Mi abuela siempre me avisaba cuando estaba prevista esa tarea. Estos son detalles pequeños, pero las memorias están hechas de eso.

De cualquier modo todos los días me aplicaba al libro del oeste, en torno a una página diaria, por supuesto escrita a mano. Nadie estaba destinado a leerlo ni yo se lo enseñé nunca a nadie. Simplemente disfrutaba de mi propia imaginación conforme tejía la trama.

¿Por qué nunca se lo conté a nadie? Primero porque me sentía contento en mi propio mundo, y segundo tenía completa libertad de elección en todo, sin críticas ni correcciones, con guía solo cuando la pedía. Pero tampoco recibí nunca elogios elaborados por algo. Cuando algo estaba bien hecho, recibía un “bien hecho”, nada más, y al no haber nunca castigos, no había nunca recompensas tampoco. Ni había promesas que no se cumplieran.

Enfermos en el Hospital Mearnskirk durante la guerra

Cuando regresamos de Escocia, ocurrieron dos hechos de importancia.

Primero nos visitó Sadie, que vino desde Escocia. Sobre quien era, no tengo ni la más ligera idea, quizás una enfermera. Durante su visita de dos semanas mi padre me sugirió que debería escribir un diario detallado. Así que me tomé quince días más con escritura concentrada y atención a los pormenores.

Después apareció otra conexión escocesa. Se trataba de un jugador de ajedrez experto de alguna categoría de Escocia. Mi padre hacía amigos fácilmente y creo que le pagó para que me enseñara ajedrez. Así que aprendí ese fascinante juego de espacio y estrategia. Vaya regalos deliciosos que los padres pueden hacer a sus hijos pensando un poco, en vez de comprar a la ligera lo mismo que todo el mundo.

Después de eso, las damas me parecían indignas de mi tiempo, y en todo caso, mi padre apenas perdía jugando en aquella época, aunque mantenía batallas imperiales con mi abuelo. Me enseñó los pequeños trucos para que no perdiera nunca, pero quedé en tablas cientos de veces.

Durante esos años, estaba buscando mi Identidad. Es una cosa terrible, pero era la norma. No me importaba quién era, pero me estaban moldeando. No es que el molde sea un error, pero cuando la Identidad, el “yo” y el “mío” levanta su cabeza, estás plantando siempre semillas para un desastre futuro. Afortunadamente no estaba en el momento de mi desarrollo particular con peligro, pues yo no era de temperamento “discriminativo” o de codicia, que se convierte en un atributo o bien en un impedimento entre las edades de seis y doce años.

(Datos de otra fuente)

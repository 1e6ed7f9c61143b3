use serde::{Deserialize, Serialize};
use sqlx::{FromRow, PgPool};
use time::{Date, OffsetDateTime};
use uuid::Uuid;

/// Calculator kind. Stored as TEXT; parsed at the boundary so the
/// repository only ever sees a valid variant.
#[derive(Debug, Clone, Copy, PartialEq, Eq, Serialize, Deserialize)]
#[serde(rename_all = "UPPERCASE")]
pub enum CalculatorType {
    Emi,
    Sip,
    Budget,
}

impl CalculatorType {
    pub fn as_str(&self) -> &'static str {
        match self {
            CalculatorType::Emi => "EMI",
            CalculatorType::Sip => "SIP",
            CalculatorType::Budget => "BUDGET",
        }
    }
}

#[derive(Debug, Clone, Serialize, Deserialize, FromRow)]
pub struct CalculatorEntry {
    pub id: Uuid,
    pub user_id: Option<Uuid>,
    pub lead_id: Option<Uuid>,
    pub calc_type: String,
    pub input_data: serde_json::Value,
    pub result_data: serde_json::Value,
    // Derived upsert key; clients only see created_at.
    #[serde(skip_serializing)]
    pub entry_date: Date,
    #[serde(with = "time::serde::rfc3339")]
    pub created_at: OffsetDateTime,
}

const ENTRY_COLUMNS: &str =
    "id, user_id, lead_id, calc_type, input_data, result_data, entry_date, created_at";

/// One entry per (user, type, UTC day): the partial unique index is
/// the conflict target, so a same-day save overwrites the payload in
/// one statement and a new day inserts a fresh row.
pub async fn upsert_daily(
    db: &PgPool,
    user_id: Uuid,
    calc_type: CalculatorType,
    input_data: &serde_json::Value,
    result_data: &serde_json::Value,
) -> anyhow::Result<(Uuid, bool)> {
    let (id, inserted): (Uuid, bool) = sqlx::query_as(
        r#"
        INSERT INTO calculator_entries (user_id, calc_type, input_data, result_data)
        VALUES ($1, $2, $3, $4)
        ON CONFLICT (user_id, calc_type, entry_date) WHERE user_id IS NOT NULL
        DO UPDATE SET input_data = EXCLUDED.input_data,
                      result_data = EXCLUDED.result_data,
                      created_at = now()
        RETURNING id, (xmax = 0) AS inserted
        "#,
    )
    .bind(user_id)
    .bind(calc_type.as_str())
    .bind(input_data)
    .bind(result_data)
    .fetch_one(db)
    .await?;
    Ok((id, !inserted))
}

/// Context snapshot attached to a lead submission; never owned by an
/// account and exempt from the per-day rule.
pub async fn insert_for_lead(
    db: impl sqlx::PgExecutor<'_>,
    lead_id: Uuid,
    calc_type: CalculatorType,
    input_data: &serde_json::Value,
    result_data: &serde_json::Value,
) -> anyhow::Result<Uuid> {
    let (id,): (Uuid,) = sqlx::query_as(
        r#"
        INSERT INTO calculator_entries (lead_id, calc_type, input_data, result_data)
        VALUES ($1, $2, $3, $4)
        RETURNING id
        "#,
    )
    .bind(lead_id)
    .bind(calc_type.as_str())
    .bind(input_data)
    .bind(result_data)
    .fetch_one(db)
    .await?;
    Ok(id)
}

pub async fn find_by_id(db: &PgPool, id: Uuid) -> anyhow::Result<Option<CalculatorEntry>> {
    let entry = sqlx::query_as::<_, CalculatorEntry>(&format!(
        "SELECT {ENTRY_COLUMNS} FROM calculator_entries WHERE id = $1"
    ))
    .bind(id)
    .fetch_optional(db)
    .await?;
    Ok(entry)
}

pub async fn update_payload(
    db: &PgPool,
    id: Uuid,
    input_data: &serde_json::Value,
    result_data: &serde_json::Value,
) -> anyhow::Result<()> {
    sqlx::query("UPDATE calculator_entries SET input_data = $2, result_data = $3 WHERE id = $1")
        .bind(id)
        .bind(input_data)
        .bind(result_data)
        .execute(db)
        .await?;
    Ok(())
}

pub async fn history_for_user(db: &PgPool, user_id: Uuid) -> anyhow::Result<Vec<CalculatorEntry>> {
    let rows = sqlx::query_as::<_, CalculatorEntry>(&format!(
        "SELECT {ENTRY_COLUMNS} FROM calculator_entries \
         WHERE user_id = $1 ORDER BY created_at DESC LIMIT 10"
    ))
    .bind(user_id)
    .fetch_all(db)
    .await?;
    Ok(rows)
}

#[cfg(test)]
mod tests {
    use super::*;

    #[test]
    fn calc_type_parses_wire_names() {
        assert_eq!(
            serde_json::from_str::<CalculatorType>("\"EMI\"").unwrap(),
            CalculatorType::Emi
        );
        assert_eq!(
            serde_json::from_str::<CalculatorType>("\"SIP\"").unwrap(),
            CalculatorType::Sip
        );
        assert_eq!(
            serde_json::from_str::<CalculatorType>("\"BUDGET\"").unwrap(),
            CalculatorType::Budget
        );
        assert!(serde_json::from_str::<CalculatorType>("\"emi\"").is_err());
        assert!(serde_json::from_str::<CalculatorType>("\"LOAN\"").is_err());
    }

    #[test]
    fn calc_type_round_trips_as_str() {
        for t in [
            CalculatorType::Emi,
            CalculatorType::Sip,
            CalculatorType::Budget,
        ] {
            let json = serde_json::to_string(&t).unwrap();
            assert_eq!(json, format!("\"{}\"", t.as_str()));
        }
    }
}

Ahora bien, hay algo importante que debería explicar aquí. En esas dos primeras etapas del desarrollo de la sensibilidad potencial y de la discriminación potencial, no son las palabras ni las ideas las que construyen esos rasgos, sino las experiencias. Cuanto más sucede que las palabras y conceptos se apoderan de las experiencias entre el nacimiento y los cinco años, más la Identidad avanza y reduce la sensibilidad a una mera herramienta del intelecto, resultando en una confusión potencial. De manera similar, si las palabras y conceptos se apoderan de las experiencias raíz sin palabras durante la etapa entre los cinco años y los doce, la codicia entrará con su deseo y apego.

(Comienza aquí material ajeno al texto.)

use async_trait::async_trait;
use serde_json::json;

use crate::config::MailConfig;

/// Outbound mail seam. OTP and welcome messages only; delivery failure
/// is reported to the caller, who decides whether it matters.
#[async_trait]
pub trait Mailer: Send + Sync {
    async fn send_otp(&self, to: &str, otp: &str) -> anyhow::Result<()>;
    async fn send_welcome(&self, to: &str, name: &str) -> anyhow::Result<()>;
}

/// Mailer backed by an HTTP transactional-mail relay.
pub struct HttpMailer {
    client: reqwest::Client,
    endpoint: String,
    api_key: String,
    from: String,
}

impl HttpMailer {
    pub fn new(config: &MailConfig) -> Self {
        Self {
            client: reqwest::Client::new(),
            endpoint: config.endpoint.clone(),
            api_key: config.api_key.clone(),
            from: config.from.clone(),
        }
    }

    async fn send(&self, to: &str, subject: &str, html: &str) -> anyhow::Result<()> {
        let resp = self
            .client
            .post(&self.endpoint)
            .bearer_auth(&self.api_key)
            .json(&json!({
                "from": self.from,
                "to": to,
                "subject": subject,
                "html": html,
            }))
            .send()
            .await?;
        if !resp.status().is_success() {
            anyhow::bail!("mail relay returned {}", resp.status());
        }
        Ok(())
    }
}

#[async_trait]
impl Mailer for HttpMailer {
    async fn send_otp(&self, to: &str, otp: &str) -> anyhow::Result<()> {
        let html = format!(
            "<p>Your Finsight verification code is <b>{}</b>. It expires in 10 minutes.</p>",
            otp
        );
        self.send(to, "Your Finsight verification code", &html).await
    }

    async fn send_welcome(&self, to: &str, name: &str) -> anyhow::Result<()> {
        let html = format!("<p>Welcome to Finsight, {}!</p>", name);
        self.send(to, "Welcome to Finsight", &html).await
    }
}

Yo fui afortunado de que mis rasgos secundarios de sensibilidad y discriminación nunca fueran amenazados gracias al nacimiento favorable que tuve.

Ahora bien, esto no debería parecer importante en sí mismo, pero el adulto futuro tiene la base construida en los primeros quince años. Con la falta de impedimentos sociales aprendidos durante esta fase, yo estaba libre para desarrollarme. Esto no significa que uno sea libre de los problemas de la Identidad, pero significa que es menos probable que uno caiga en las trampas comunes que les sucede a la mayoría de personas.